Das Schlagwort der "militanten Demokratie" klingt widersinnig: Kann es so etwas überhaupt geben? Militant, aber demokratisch? Es geht in diesem piq jedoch nicht ums Hier und Heute, sondern um die Weimarer Republik, die bekanntermaßen zwischen den politischen Extremen aufgerieben wurde.

Damals gab es jedoch nicht nur Extremisten, sondern auch starke demokratische Kräfte: zum einen die Sozialdemokraten, zum anderen liberale Köpfe, die im Rückblick immer schnell übersehen werden. An zwei heute kaum noch bekannte Denker erinnert dieses knapp halbstündige Radiostück: nämlich an den Nationalökonomen Moritz Julius Bonn und an den Juristen Karl Loewenstein.

Beide erkannten früh die Gefahren für die Demokratie. Historiker Jens Hacke sieht den kosmopolitischen Moritz Julius Bonn gar als einen der ersten Totalitarismus-Theoretiker. Loewenstein (ein enger Freund von Thomas Mann) schuf dann ab 1927 das Konzept der "militanten Demokratie", das bald – jedoch zu spät – liberales Gemeingut werden sollte.

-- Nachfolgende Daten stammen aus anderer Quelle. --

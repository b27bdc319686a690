//! HTTP/1.1 protocol types and parsing.
//!
//! This module provides the core HTTP primitives the ledger service and the
//! caching proxy share: [`Method`], [`StatusCode`], [`Headers`], [`Request`],
//! and [`Response`].

use std::fmt;

pub mod headers;
pub mod request;
pub mod response;

pub use headers::Headers;
pub use request::Request;
pub use response::Response;

/// An HTTP response status code.
///
/// Only the codes this application produces have named variants. Anything
/// else an upstream server may send survives round-tripping through the
/// proxy as [`StatusCode::Custom`], so a cached snapshot never loses its
/// original status.
///
/// # Examples
///
/// ```
/// use ledgerd::http::StatusCode;
///
/// assert_eq!(StatusCode::Created.as_u16(), 201);
/// assert_eq!(StatusCode::from_u16(204), StatusCode::NoContent);
/// assert_eq!(StatusCode::from_u16(418), StatusCode::Custom(418));
/// assert!(StatusCode::Ok.is_success());
/// ```
#[derive(Debug, Clone, Copy, PartialEq, Eq, Hash)]
pub enum StatusCode {
    // 2xx Success
    Ok,
    Created,
    NoContent,

    // 4xx Client Error
    BadRequest,
    NotFound,
    MethodNotAllowed,
    PayloadTooLarge,

    // 5xx Server Error
    InternalServerError,
    BadGateway,
    ServiceUnavailable,
    GatewayTimeout,

    /// Any status without a named variant, carried verbatim.
    Custom(u16),
}

impl StatusCode {
    /// Returns the numeric status code as a `u16`.
    pub fn as_u16(self) -> u16 {
        match self {
            Self::Ok => 200,
            Self::Created => 201,
            Self::NoContent => 204,
            Self::BadRequest => 400,
            Self::NotFound => 404,
            Self::MethodNotAllowed => 405,
            Self::PayloadTooLarge => 413,
            Self::InternalServerError => 500,
            Self::BadGateway => 502,
            Self::ServiceUnavailable => 503,
            Self::GatewayTimeout => 504,
            Self::Custom(code) => code,
        }
    }

    /// Converts a raw numeric code into a `StatusCode`. Total: codes without
    /// a named variant become [`StatusCode::Custom`].
    pub fn from_u16(code: u16) -> Self {
        match code {
            200 => Self::Ok,
            201 => Self::Created,
            204 => Self::NoContent,
            400 => Self::BadRequest,
            404 => Self::NotFound,
            405 => Self::MethodNotAllowed,
            413 => Self::PayloadTooLarge,
            500 => Self::InternalServerError,
            502 => Self::BadGateway,
            503 => Self::ServiceUnavailable,
            504 => Self::GatewayTimeout,
            other => Self::Custom(other),
        }
    }

    /// Returns the canonical reason phrase for this status code.
    ///
    /// Custom codes fall back to a class-level phrase.
    pub fn canonical_reason(self) -> &'static str {
        match self {
            Self::Ok => "OK",
            Self::Created => "Created",
            Self::NoContent => "No Content",
            Self::BadRequest => "Bad Request",
            Self::NotFound => "Not Found",
            Self::MethodNotAllowed => "Method Not Allowed",
            Self::PayloadTooLarge => "Payload Too Large",
            Self::InternalServerError => "Internal Server Error",
            Self::BadGateway => "Bad Gateway",
            Self::ServiceUnavailable => "Service Unavailable",
            Self::GatewayTimeout => "Gateway Timeout",
            Self::Custom(code) => match code {
                100..=199 => "Informational",
                200..=299 => "Success",
                300..=399 => "Redirection",
                400..=499 => "Client Error",
                _ => "Server Error",
            },
        }
    }

    /// Returns `true` for 2xx codes.
    pub fn is_success(self) -> bool {
        (200..=299).contains(&self.as_u16())
    }
}

impl fmt::Display for StatusCode {
    fn fmt(&self, f: &mut fmt::Formatter<'_>) -> fmt::Result {
        write!(f, "{} {}", self.as_u16(), self.canonical_reason())
    }
}

impl From<StatusCode> for u16 {
    fn from(code: StatusCode) -> u16 {
        code.as_u16()
    }
}

/// An HTTP request method.
///
/// Standard methods are unit variants for zero-cost comparison; non-standard
/// methods are captured in `Custom`. The offline interceptor keys its entire
/// cache-or-forward decision on [`Method::is_safe`].
///
/// # Examples
///
/// ```
/// use ledgerd::http::Method;
///
/// let method: Method = "GET".parse().unwrap();
/// assert_eq!(method, Method::Get);
/// assert!(method.is_safe());
/// assert!(!Method::Post.is_safe());
/// ```
#[derive(Debug, Clone, PartialEq, Eq, Hash)]
pub enum Method {
    /// GET — retrieve a representation of the target resource.
    Get,
    /// POST — perform resource-specific processing on the request payload.
    Post,
    /// PUT — replace the target resource's current representation.
    Put,
    /// DELETE — remove the target resource.
    Delete,
    /// HEAD — identical to GET but without a response body.
    Head,
    /// OPTIONS — describe the communication options for the target resource.
    Options,
    /// PATCH — apply partial modifications to a resource.
    Patch,
    /// A non-standard extension method.
    Custom(String),
}

impl Method {
    /// Returns the method as a string slice.
    pub fn as_str(&self) -> &str {
        match self {
            Self::Get => "GET",
            Self::Post => "POST",
            Self::Put => "PUT",
            Self::Delete => "DELETE",
            Self::Head => "HEAD",
            Self::Options => "OPTIONS",
            Self::Patch => "PATCH",
            Self::Custom(s) => s.as_str(),
        }
    }

    /// Returns `true` if this method is a pure read with no side effects
    /// (RFC 9110 §9.2.1): GET, HEAD, OPTIONS.
    ///
    /// Safe requests are the only ones the offline cache will ever serve or
    /// record; everything else passes through to the network untouched.
    pub fn is_safe(&self) -> bool {
        matches!(self, Self::Get | Self::Head | Self::Options)
    }
}

impl fmt::Display for Method {
    fn fmt(&self, f: &mut fmt::Formatter<'_>) -> fmt::Result {
        f.write_str(self.as_str())
    }
}

impl std::str::FromStr for Method {
    type Err = std::convert::Infallible;

    fn from_str(s: &str) -> Result<Self, Self::Err> {
        Ok(match s {
            "GET" => Self::Get,
            "POST" => Self::Post,
            "PUT" => Self::Put,
            "DELETE" => Self::Delete,
            "HEAD" => Self::Head,
            "OPTIONS" => Self::Options,
            "PATCH" => Self::Patch,
            other => Self::Custom(other.to_owned()),
        })
    }
}

impl AsRef<str> for Method {
    fn as_ref(&self) -> &str {
        self.as_str()
    }
}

Statt von militanter Demokratie – einem ursprünglich englischen Begriff – ist im Deutschen öfter von wehrhafter oder streitbarer Demokratie die Rede.

Wie sich die beiden liberalen Denker eine starke Demokratie genau vorstellten, darum geht es in diesem Gespräch – denn ein Problem war ihnen schon vor der Machtübertragung an Hitler klar: Demokratien sind per se zerbrechlich und ihre Feinde werden nie verschwinden, sondern ständig neue demokratiefeindliche Ideologien aushecken.

Historiker Hacke spricht von demokratischer Sisyphusarbeit und sagt, was mich aufhorchen ließ: Wichtiger, als sich ständig mit den Feinden auseinanderzusetzen (sprich: mit Rechten reden), ist die Pflege der Institutionen und eine demokratische Kultur. Und das dürfte – aufs Heute übertragen – eben auch heißen, dass man einen völlig missratenen Wahlgang nicht einfach schulterzuckend schönredet, weil einem das Ergebnis passt.

Vielleicht ist es etwas weit gedreht und man darf mir da gerne widersprechen, aber ich sehe Niklas Luhmann mit seiner Theorie "Legitimation durch Verfahren" in der liberalen Tradition, die mit den Theoretikern der wehrhaften Demokratie begonnen hat.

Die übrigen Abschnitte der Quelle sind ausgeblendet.